Sein heutiges Gesicht erhielt das Schillerhaus nach einer
umfassenden Restaurierung von 1985 bis 1988. Unmittelbar hinter dem
historischen Haus entstand damals in einer Nachkriegsbaulücke
ein Schiller-Museum. Das Wohnhaus wurde nach alten Befunden und
Archivmaterial wieder annähernd so gestaltet wie zu der Zeit,
als Friedrich Schiller hier mit seiner Familie lebte.
Die Mansarde mit dem Arbeitszimmer gilt dabei als weitgehend
authentisch; die Wirtschaftsräume im Erdgeschoss und die
Räume der Familie in der ersten Etage sind analog mit
überlieferten Stücken aus Familienbesitz inszeniert.
Nachgewiesen für die Schiller-Zeit ist die Ausstattung der
Räume mit lebhaft gemusterten farbigen Tapeten.
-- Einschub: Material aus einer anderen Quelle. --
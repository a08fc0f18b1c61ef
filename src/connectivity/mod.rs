//! Connectivity resolution.
//!
//! The pour pipeline only needs one question answered: which connectivity
//! group (net) does a physical element belong to? [`ConnectivityResolver`]
//! is that seam. [`ConnectivityMap`] is a basic resolver derived from the
//! explicit links in a circuit; other engines can implement the trait.

use std::collections::HashMap;
use std::hash::BuildHasher;

use indexmap::IndexMap;

use crate::circuit::{Circuit, CircuitElement, RoutePoint};

/// Prefix of the keys generated by [`ConnectivityMap`].
pub const NET_KEY_PREFIX: &str = "connectivity_net";

/// Maps element ids to connectivity keys.
///
/// Implementations must be read-only; conversions may share one resolver
/// across threads.
pub trait ConnectivityResolver {
    /// Returns the connectivity key of `element_id`, or `None` if the element
    /// is not connected to anything.
    fn lookup(&self, element_id: &str) -> Option<&str>;
}

impl<S: BuildHasher> ConnectivityResolver for HashMap<String, String, S> {
    fn lookup(&self, element_id: &str) -> Option<&str> {
        self.get(element_id).map(String::as_str)
    }
}

/// Connectivity groups derived from the links in a circuit.
///
/// Two ids share a group when a chain of links joins them:
///
/// - `source_trace` to its connected source ports and nets
/// - `pcb_port` to its `source_port`
/// - `pcb_smtpad` / `pcb_plated_hole` to their `pcb_port`
/// - `pcb_trace` to its `source_trace` and the ports its wires start or end at
/// - `pcb_via` to its `pcb_trace`
///
/// Each group is keyed `connectivity_net<n>`, numbered in order of first
/// appearance. Ids that take part in no link resolve to nothing.
#[derive(Debug, Clone, Default)]
pub struct ConnectivityMap {
    keys: HashMap<String, String>,
    net_count: usize,
}

impl ConnectivityMap {
    /// Builds the connectivity groups of `circuit`.
    #[must_use]
    pub fn from_circuit(circuit: &Circuit) -> Self {
        let mut builder = GroupBuilder::default();

        for element in circuit.elements() {
            match element {
                CircuitElement::SourceTrace(trace) => {
                    for port in &trace.connected_source_port_ids {
                        builder.link(&trace.id, port);
                    }
                    for net in &trace.connected_source_net_ids {
                        builder.link(&trace.id, net);
                    }
                }
                CircuitElement::Port(port) => {
                    if let Some(source_port) = &port.source_port_id {
                        builder.link(&port.id, source_port);
                    }
                }
                CircuitElement::SmtPad(pad) => {
                    if let Some(port) = &pad.pcb_port_id {
                        builder.link(&pad.id, port);
                    }
                }
                CircuitElement::PlatedHole(hole) => {
                    if let Some(port) = &hole.pcb_port_id {
                        builder.link(&hole.id, port);
                    }
                }
                CircuitElement::Trace(trace) => {
                    if let Some(source_trace) = &trace.source_trace_id {
                        builder.link(&trace.id, source_trace);
                    }
                    for point in &trace.route {
                        if let RoutePoint::Wire {
                            start_pcb_port_id,
                            end_pcb_port_id,
                            ..
                        } = point
                        {
                            for port in [start_pcb_port_id, end_pcb_port_id].into_iter().flatten() {
                                builder.link(&trace.id, port);
                            }
                        }
                    }
                }
                CircuitElement::Via(via) => {
                    if let Some(trace) = &via.pcb_trace_id {
                        builder.link(&via.id, trace);
                    }
                }
                CircuitElement::Board(_)
                | CircuitElement::Hole(_)
                | CircuitElement::Cutout(_)
                | CircuitElement::SourcePort(_)
                | CircuitElement::SourceNet(_) => {}
            }
        }

        let map = builder.finish();
        tracing::debug!(
            ids = map.keys.len(),
            nets = map.net_count,
            "Built connectivity map"
        );
        map
    }

    /// Returns the number of connectivity groups.
    #[must_use]
    pub const fn net_count(&self) -> usize {
        self.net_count
    }

    /// Returns true when `a` and `b` belong to the same group.
    #[must_use]
    pub fn are_connected(&self, a: &str, b: &str) -> bool {
        match (self.lookup(a), self.lookup(b)) {
            (Some(ka), Some(kb)) => ka == kb,
            _ => false,
        }
    }
}

impl ConnectivityResolver for ConnectivityMap {
    fn lookup(&self, element_id: &str) -> Option<&str> {
        self.keys.get(element_id).map(String::as_str)
    }
}

/// Union-find over element ids, in order of first appearance.
#[derive(Default)]
struct GroupBuilder {
    ids: IndexMap<String, usize>,
    parent: Vec<usize>,
}

impl GroupBuilder {
    fn index_of(&mut self, id: &str) -> usize {
        if let Some(&index) = self.ids.get(id) {
            return index;
        }
        let index = self.parent.len();
        self.ids.insert(id.to_string(), index);
        self.parent.push(index);
        index
    }

    fn find(&mut self, i: usize) -> usize {
        let mut root = i;
        while self.parent[root] != root {
            root = self.parent[root];
        }
        // Path compression
        let mut node = i;
        while self.parent[node] != root {
            let next = self.parent[node];
            self.parent[node] = root;
            node = next;
        }
        root
    }

    fn link(&mut self, a: &str, b: &str) {
        let ia = self.index_of(a);
        let ib = self.index_of(b);
        let ra = self.find(ia);
        let rb = self.find(ib);
        if ra != rb {
            self.parent[rb] = ra;
        }
    }

    fn finish(mut self) -> ConnectivityMap {
        let mut net_numbers: IndexMap<usize, usize> = IndexMap::new();
        let mut keys = HashMap::with_capacity(self.parent.len());

        let ids: Vec<(String, usize)> = std::mem::take(&mut self.ids).into_iter().collect();
        for (id, index) in ids {
            let root = self.find(index);
            let next = net_numbers.len();
            let number = *net_numbers.entry(root).or_insert(next);
            keys.insert(id, format!("{NET_KEY_PREFIX}{number}"));
        }

        ConnectivityMap {
            keys,
            net_count: net_numbers.len(),
        }
    }
}
//! Solver input shapes.
//!
//! Every relevant board element is normalised into a [`Pad`]: an obstacle or
//! connection target tagged with the layer it occupies and the connectivity
//! key the solver uses to decide whether the pour connects to it.

use serde::Serialize;

use super::key::ConnectivityKey;
use crate::circuit::{Layer, Point};

/// An axis-aligned bounding box in mm.
#[derive(Debug, Clone, Copy, PartialEq, Serialize)]
#[serde(rename_all = "camelCase")]
pub struct Bounds {
    /// Minimum X.
    pub min_x: f64,
    /// Minimum Y.
    pub min_y: f64,
    /// Maximum X.
    pub max_x: f64,
    /// Maximum Y.
    pub max_y: f64,
}

impl Bounds {
    /// Creates bounds from explicit extents.
    #[must_use]
    pub const fn new(min_x: f64, min_y: f64, max_x: f64, max_y: f64) -> Self {
        Self {
            min_x,
            min_y,
            max_x,
            max_y,
        }
    }

    /// Creates bounds of a `width` x `height` box centred on (`x`, `y`).
    #[must_use]
    pub fn from_center(x: f64, y: f64, width: f64, height: f64) -> Self {
        let half_w = width / 2.0;
        let half_h = height / 2.0;
        Self::new(x - half_w, y - half_h, x + half_w, y + half_h)
    }

    /// Returns the bounding box of `points`, or `None` if there are none.
    #[must_use]
    pub fn from_points(points: &[Point]) -> Option<Self> {
        let (first, rest) = points.split_first()?;
        let init = Self::new(first.x, first.y, first.x, first.y);
        Some(rest.iter().fold(init, |b, p| {
            Self::new(
                b.min_x.min(p.x),
                b.min_y.min(p.y),
                b.max_x.max(p.x),
                b.max_y.max(p.y),
            )
        }))
    }

    /// Width of the box.
    #[must_use]
    pub fn width(&self) -> f64 {
        self.max_x - self.min_x
    }

    /// Height of the box.
    #[must_use]
    pub fn height(&self) -> f64 {
        self.max_y - self.min_y
    }

    /// Centre of the box.
    #[must_use]
    pub fn center(&self) -> Point {
        Point::new(
            (self.min_x + self.max_x) / 2.0,
            (self.min_y + self.max_y) / 2.0,
        )
    }
}

/// Geometry of a pad.
#[derive(Debug, Clone, PartialEq, Serialize)]
#[serde(tag = "shape", rename_all = "lowercase")]
pub enum PadGeometry {
    /// Axis-aligned rectangle.
    Rect {
        /// Rectangle extents.
        bounds: Bounds,
    },
    /// Circle.
    Circle {
        /// Centre X.
        x: f64,
        /// Centre Y.
        y: f64,
        /// Radius in mm.
        radius: f64,
    },
    /// Closed polygon.
    Polygon {
        /// Vertices in order.
        points: Vec<Point>,
    },
    /// Polyline of uniform width, always at least two points.
    Trace {
        /// Polyline points in order.
        segments: Vec<Point>,
        /// Wire width in mm.
        width: f64,
    },
}

/// A solver input shape.
#[derive(Debug, Clone, PartialEq, Serialize)]
#[serde(rename_all = "camelCase")]
pub struct Pad {
    /// Pad id (the source element id, or `<traceId>-<n>` for trace runs).
    pub pad_id: String,
    /// Layer the pad occupies.
    pub layer: Layer,
    /// Connectivity key.
    pub connectivity_key: ConnectivityKey,
    /// Geometry.
    #[serde(flatten)]
    pub geometry: PadGeometry,
}

impl Pad {
    /// Creates a rectangular pad.
    #[must_use]
    pub fn rect(
        pad_id: impl Into<String>,
        layer: Layer,
        connectivity_key: ConnectivityKey,
        bounds: Bounds,
    ) -> Self {
        Self {
            pad_id: pad_id.into(),
            layer,
            connectivity_key,
            geometry: PadGeometry::Rect { bounds },
        }
    }

    /// Creates a circular pad.
    #[must_use]
    pub fn circle(
        pad_id: impl Into<String>,
        layer: Layer,
        connectivity_key: ConnectivityKey,
        center: Point,
        radius: f64,
    ) -> Self {
        Self {
            pad_id: pad_id.into(),
            layer,
            connectivity_key,
            geometry: PadGeometry::Circle {
                x: center.x,
                y: center.y,
                radius,
            },
        }
    }

    /// Creates a polygon pad.
    #[must_use]
    pub fn polygon(
        pad_id: impl Into<String>,
        layer: Layer,
        connectivity_key: ConnectivityKey,
        points: Vec<Point>,
    ) -> Self {
        Self {
            pad_id: pad_id.into(),
            layer,
            connectivity_key,
            geometry: PadGeometry::Polygon { points },
        }
    }

    /// Creates a trace pad.
    #[must_use]
    pub fn trace(
        pad_id: impl Into<String>,
        layer: Layer,
        connectivity_key: ConnectivityKey,
        segments: Vec<Point>,
        width: f64,
    ) -> Self {
        Self {
            pad_id: pad_id.into(),
            layer,
            connectivity_key,
            geometry: PadGeometry::Trace { segments, width },
        }
    }

    /// Returns true for trace pads.
    #[must_use]
    pub const fn is_trace(&self) -> bool {
        matches!(self.geometry, PadGeometry::Trace { .. })
    }
}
Diese Tapeten
und Bordüren wurden aufwändig, zum Teil per Hand
nachgefertigt.
Im Weimarer Schiller-Museum waren seit Ende der 90er-Jahre
wechselnde Ausstellungen zu sehen. Zum 200. Todestag des Dichters
soll hier an den Dramatiker Schiller und seine Helden erinnert
werden. Die Jubiläumsschau der Stiftung Weimarer Klassik mit
dem Titel "Die Wahrheit hält Gericht - Schillers Helden heute"
wird dabei vor allem der Frage nachgehen, was die Dramenstoffe
Schillers für jede Generation aufs neue aktuell macht. Sie ist
vom 9. Mai bis 10. Oktober zu sehen. Ab 30. Oktober wird dann im
Schiller-Museum die Marbacher Ausstellung "Götterpläne
&Mäusegeschäfte" gezeigt.
Der Autor ist freier Journalist in Weimar.